You know when you reach the stage where your brain just cannot handle any more? Like putting things in a box until one falls out. You put it back, and something else falls out.
My life is like that.
Before you think this is 'just another of your boring blogs', stay with me just a minute longer. I have some food for thought which I wish to share.
Friday night saw me confess my fears, beliefs, and inner turmoil to a friend. I do not know her very well, and in the short space of time we've been talking I owe her so much. Without interruption, judgement or condemnation she sat for hours and listened, encouraged and debated.
Saturday was a dark day. I spent the day studying suicide, planning, thinking.
Sunday saw me stumble around in the light of morning, reality not sinking in and on auto-pilot I began the day's tasks. Putting washing in the bedroom, something caught my eye.
A man. My neighbour. Hanging from the tree at the end of his garden which is outside my bedroom window.
The craziness was over. It was time to wake up now. I couldn't be THAT delusional, could I? I needed to connect with reality. I look into neighbouring gardens for people who might know he was there. I was alone. Nobody else knew what my eyes were telling me. My inauditory voice screams at me. This isn't belief or fiction or fantasy or loss of sanity. This is real. I need help. NOW.
It jerks me into action.
Police, paramedics – you don't need the finer details. His death was not one masked in the beauty or significance we sometimes desire. It was marred with stupid cups of sweet tea and forensics with their white boiler suits and tool kits. I could give you the graphics, but due to the nature of this site I aim not to upset, but to inform.
Lead gently away from the scene, I am taken to hospital to be treated for shock. There are two (again, inauditory) voices screaming in my head.
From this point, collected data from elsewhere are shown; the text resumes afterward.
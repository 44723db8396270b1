//! Formats a new `boxfs` container file.

use std::path::PathBuf;
use std::process::exit;

use clap::Parser;

/// Creates a boxfs container file.
#[derive(Parser)]
#[command(name = "mkboxfs", about = "Format a new boxfs container file")]
struct Args {
    /// Path of the container file to create (overwritten if it exists).
    container: PathBuf,

    /// Total size of the container, in bytes.
    #[arg(short = 's', long = "size", default_value_t = boxfs::consts::DEFAULT_CAPACITY)]
    size: u64,

    /// Overwrite the container file if it already exists.
    #[arg(long)]
    force: bool,
}

fn main() {
    env_logger::init();
    let args = Args::parse();

    if args.container.exists() && !args.force {
        eprintln!(
            "mkboxfs: {}: already exists (use --force to overwrite)",
            args.container.display()
        );
        exit(1);
    }

    if let Err(e) = boxfs::mount::create_container(&args.container, args.size) {
        eprintln!("mkboxfs: {}: {}", args.container.display(), e);
        exit(1);
    }
}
One saying its not me that needs the help, its him – he needs help so much so God damn it stop wasting time on me and go and help him. He's cold. Its snowing. Wrap him in a blanket. The other tells me I have to tell them. I have to tell them what's been driving me to think of doing the same thing for so long before I end up the same as him, and another person in the same deep shock as me.
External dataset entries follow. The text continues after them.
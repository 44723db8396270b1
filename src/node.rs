//! The file-node protocol shared by directories and regular files (spec §4.3).
//!
//! A node occupies a chain of one or more allocated blocks. The head block
//! carries a 12-byte node header immediately after the 8-byte block header;
//! continuation blocks carry only the block header.

use crate::consts::*;
use crate::container::Container;
use crate::error::{Error, Result};

/// The node header fields stored in a head block (spec §3).
#[derive(Debug, Clone, Copy)]
pub struct NodeHeader {
    pub mtime: u32,
    pub nlink: u16,
    pub mode: u16,
}

/// One allocated block belonging to a node's chain.
#[derive(Debug, Clone, Copy)]
pub struct BlockSpan {
    /// Address of the block itself (its 8-byte header).
    pub addr: u32,
    /// Absolute address of the first payload byte in this block.
    pub payload_start: u32,
    /// Usable payload bytes in this block.
    pub capacity: u32,
    /// The block's `link` field (next block in the chain, or 0).
    pub link: u32,
}

/// Reads the node header at `head_addr`.
pub fn read_header(container: &Container, head_addr: u32) -> Result<NodeHeader> {
    let mtime = container.read_u32_at(head_addr as u64 + 8)?;
    let nlink = container.read_u16_at(head_addr as u64 + 12)?;
    let mode = container.read_u16_at(head_addr as u64 + 14)?;
    Ok(NodeHeader { mtime, nlink, mode })
}

/// Reads the payload size of a regular file node. Callers must have already
/// checked that the node is a regular file.
pub fn read_size(container: &Container, head_addr: u32) -> Result<u32> {
    container.read_u32_at(head_addr as u64 + 16)
}

/// Writes the payload size of a regular file node.
pub fn write_size(container: &Container, head_addr: u32, size: u32) -> Result<()> {
    container.write_u32_at(head_addr as u64 + 16, size)
}

/// Writes the node's modification time.
pub fn write_mtime(container: &Container, head_addr: u32, mtime: u32) -> Result<()> {
    container.write_u32_at(head_addr as u64 + 8, mtime)
}

/// Writes the node's hard-link count.
pub fn write_nlink(container: &Container, head_addr: u32, nlink: u16) -> Result<()> {
    container.write_u16_at(head_addr as u64 + 12, nlink)
}

/// Writes the node's mode (type bits and permission bits).
pub fn write_mode(container: &Container, head_addr: u32, mode: u16) -> Result<()> {
    container.write_u16_at(head_addr as u64 + 14, mode)
}

/// Initializes a freshly allocated head block with a node header.
///
/// For regular files the payload size field is initialized to `size`
/// (normally 0). For directories the size field does not exist; `size` is
/// ignored.
pub fn init_head(
    container: &Container,
    head_addr: u32,
    mtime: u32,
    nlink: u16,
    mode: u16,
    size: u32,
) -> Result<()> {
    write_mtime(container, head_addr, mtime)?;
    write_nlink(container, head_addr, nlink)?;
    write_mode(container, head_addr, mode)?;
    if is_reg_mode(mode) {
        write_size(container, head_addr, size)?;
    }
    Ok(())
}

/// Returns the absolute offset of the first payload byte of a node's head
/// block, given its mode.
pub fn head_payload_start(head_addr: u32, mode: u16) -> u32 {
    head_addr
        + if is_dir_mode(mode) {
            DIR_HEAD_PAYLOAD_OFFSET
        } else {
            REG_HEAD_PAYLOAD_OFFSET
        }
}

/// Yields the (block, payload_start, capacity, link) chain of a node, head
/// block first, in order.
pub fn iterate_blocks(container: &Container, head_addr: u32, mode: u16) -> Result<Vec<BlockSpan>> {
    let mut spans = Vec::new();
    let size = container.read_u32_at(head_addr as u64)?;
    let link = container.read_u32_at(head_addr as u64 + 4)?;
    let payload_start = head_payload_start(head_addr, mode);
    let header_len = payload_start - head_addr;
    spans.push(BlockSpan {
        addr: head_addr,
        payload_start,
        capacity: size - header_len,
        link,
    });
    let mut cur = link;
    while cur != 0 {
        let size = container.read_u32_at(cur as u64)?;
        let link = container.read_u32_at(cur as u64 + 4)?;
        spans.push(BlockSpan {
            addr: cur,
            payload_start: cur + CONT_PAYLOAD_OFFSET,
            capacity: size - CONT_PAYLOAD_OFFSET,
            link,
        });
        cur = link;
    }
    Ok(spans)
}

/// Locates the block and in-block byte position holding logical byte
/// `file_offset` of a regular file's payload.
///
/// `file_offset` may equal the total payload capacity of the chain (the
/// position just past the last written byte); it may not exceed it.
pub fn locate_offset(
    container: &Container,
    head_addr: u32,
    mode: u16,
    file_offset: u64,
) -> Result<(BlockSpan, u32)> {
    let spans = iterate_blocks(container, head_addr, mode)?;
    let mut base = 0u64;
    for span in &spans {
        let cap = span.capacity as u64;
        if file_offset < base + cap || span.link == 0 {
            return Ok((*span, (file_offset - base) as u32));
        }
        base += cap;
    }
    Err(Error::Invalid)
}

/// Zero-fills the logical byte range `[start, end)` of a node's payload,
/// scattering the fill across however many blocks of `spans` that range
/// touches. Used by the truncate-grow path to clear spare capacity already
/// sitting in the chain before (or instead of) appending new blocks.
pub fn zero_logical_range(
    container: &Container,
    spans: &[BlockSpan],
    start: u64,
    end: u64,
) -> Result<()> {
    let mut base = 0u64;
    for span in spans {
        let cap = span.capacity as u64;
        let span_start = base;
        let span_end = base + cap;
        if end <= span_start {
            break;
        }
        if start < span_end {
            let local_start = start.max(span_start) - span_start;
            let local_end = end.min(span_end) - span_start;
            if local_end > local_start {
                container.zero_fill(
                    span.payload_start as u64 + local_start,
                    (local_end - local_start) as u32,
                )?;
            }
        }
        base = span_end;
        if base >= end {
            break;
        }
    }
    Ok(())
}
A few soft words and kind smiles and I start talking. Finally through somebody else's death I realise the shockingly painful reality of my own troubles and open up. If it wasn't for my friend, they would have assumed my story had been fabricated through shock. She'd phoned for help on Friday night and already told them. The foundations to my being listened to for once had been set, catalysed by the tragic loss of a man, a son, a neighbour and and now, a landmark on the road to getting somewhere. The irony consumes me.
I'm still in shock – I know that. I am still digesting the horrors that Sunday brought. Time. It takes time.
I could sit here and type all night. I want to – I need to – but nobody will have read this far, and I won't want to read it back. This blog is not for you or for me. Its for him. If only he knew. If only.
Thank you for providing venting space.
Squiff, when you told me about what happened to you and what you had been thru, I felt a chill go down my spine. I couldn’t imagine a more horrible thing to happen to any of us here. First, thank you so much for sharing your feelings, to hold that inside would be terrible. I lost someone to suicide, but it was a close friend. I did not find him but I did have to deal with friends and his girlfriend afterwards, and it was so hard. I keep trying to remember that life is a gift. Every animal on this earth will fight to survive when its life is threatened. Depression is a threat to our life, a constant struggle to survive and go on at times. Please keep fighting, we love you and need you. You have helped many of us here and we would so dearly miss you. I hope we can help you as much as you have helped us. tc Thomas.